Em seus aspectos visuais o longa funciona muito bem, com uma reconstrução de época convincente, com destaque para os figurinos elaborados, e uma direção de arte competente. O único senão é a falta de preocupação com alguns detalhes, como o fato de nunca mostrar os pintores, durante seu trabalho, sujos de tinta, chegando ao exagero de mostrar Einar pintando vestido de terno e gravata, algo impensável em qualquer época. A maquiagem também realiza um trabalho minucioso, com destaque para a transformação de Redmayne de Einar em Lili. Em contraponto, a música de Alexandre Desplat, apesar de eficiente, está longe de figurar entre seus melhores trabalhos, sem construir qualquer tema minimamente memorável.
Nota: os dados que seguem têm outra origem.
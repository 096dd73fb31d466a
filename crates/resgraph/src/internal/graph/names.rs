use crate::internal::common::Map;

/// Interns names (subsystems, resource types) into dense ids.
#[derive(Debug, Clone)]
pub(crate) struct NameMap<Id> {
    names: Vec<String>,
    ids: Map<String, Id>,
}

impl<Id> Default for NameMap<Id> {
    fn default() -> Self {
        NameMap {
            names: Vec::new(),
            ids: Map::default(),
        }
    }
}

impl<Id: Copy + From<usize> + Into<usize> + std::fmt::Display> NameMap<Id> {
    pub fn get_or_allocate_id(&mut self, kind: &str, name: &str) -> Id {
        match self.ids.get(name) {
            Some(&id) => id,
            None => {
                let id = Id::from(self.names.len());
                log::debug!("New {kind} registered '{name}' as {id}");
                self.names.push(name.to_string());
                self.ids.insert(name.to_string(), id);
                id
            }
        }
    }

    #[inline]
    pub fn get_id(&self, name: &str) -> Option<Id> {
        self.ids.get(name).copied()
    }

    #[inline]
    pub fn get_name(&self, id: Id) -> Option<&str> {
        self.names.get(id.into()).map(|name| name.as_str())
    }

    #[inline]
    pub fn len(&self) -> usize {
        self.names.len()
    }

    pub fn iter(&self) -> impl Iterator<Item = (Id, &str)> {
        self.names
            .iter()
            .enumerate()
            .map(|(i, name)| (Id::from(i), name.as_str()))
    }
}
Já Tom Hooper, apesar de já ter sido indicado ao Oscar, inclusive vencendo por “O Discurso do Rei” realiza mais uma vez um trabalho mediano. Ele faz uso de algumas características presentes em filmes anteriores, como enquadramentos simétricos e planos fechados. Infelizmente também estão presentes características negativas de sua filmografia, como o uso equivocado de câmera baixa ou plano detalhe.

Apesar de alguns problemas, “A Garota Dinamarquesa” é um filme tocante, com alma, especialmente pelo desempenho excelente de seus protagonistas.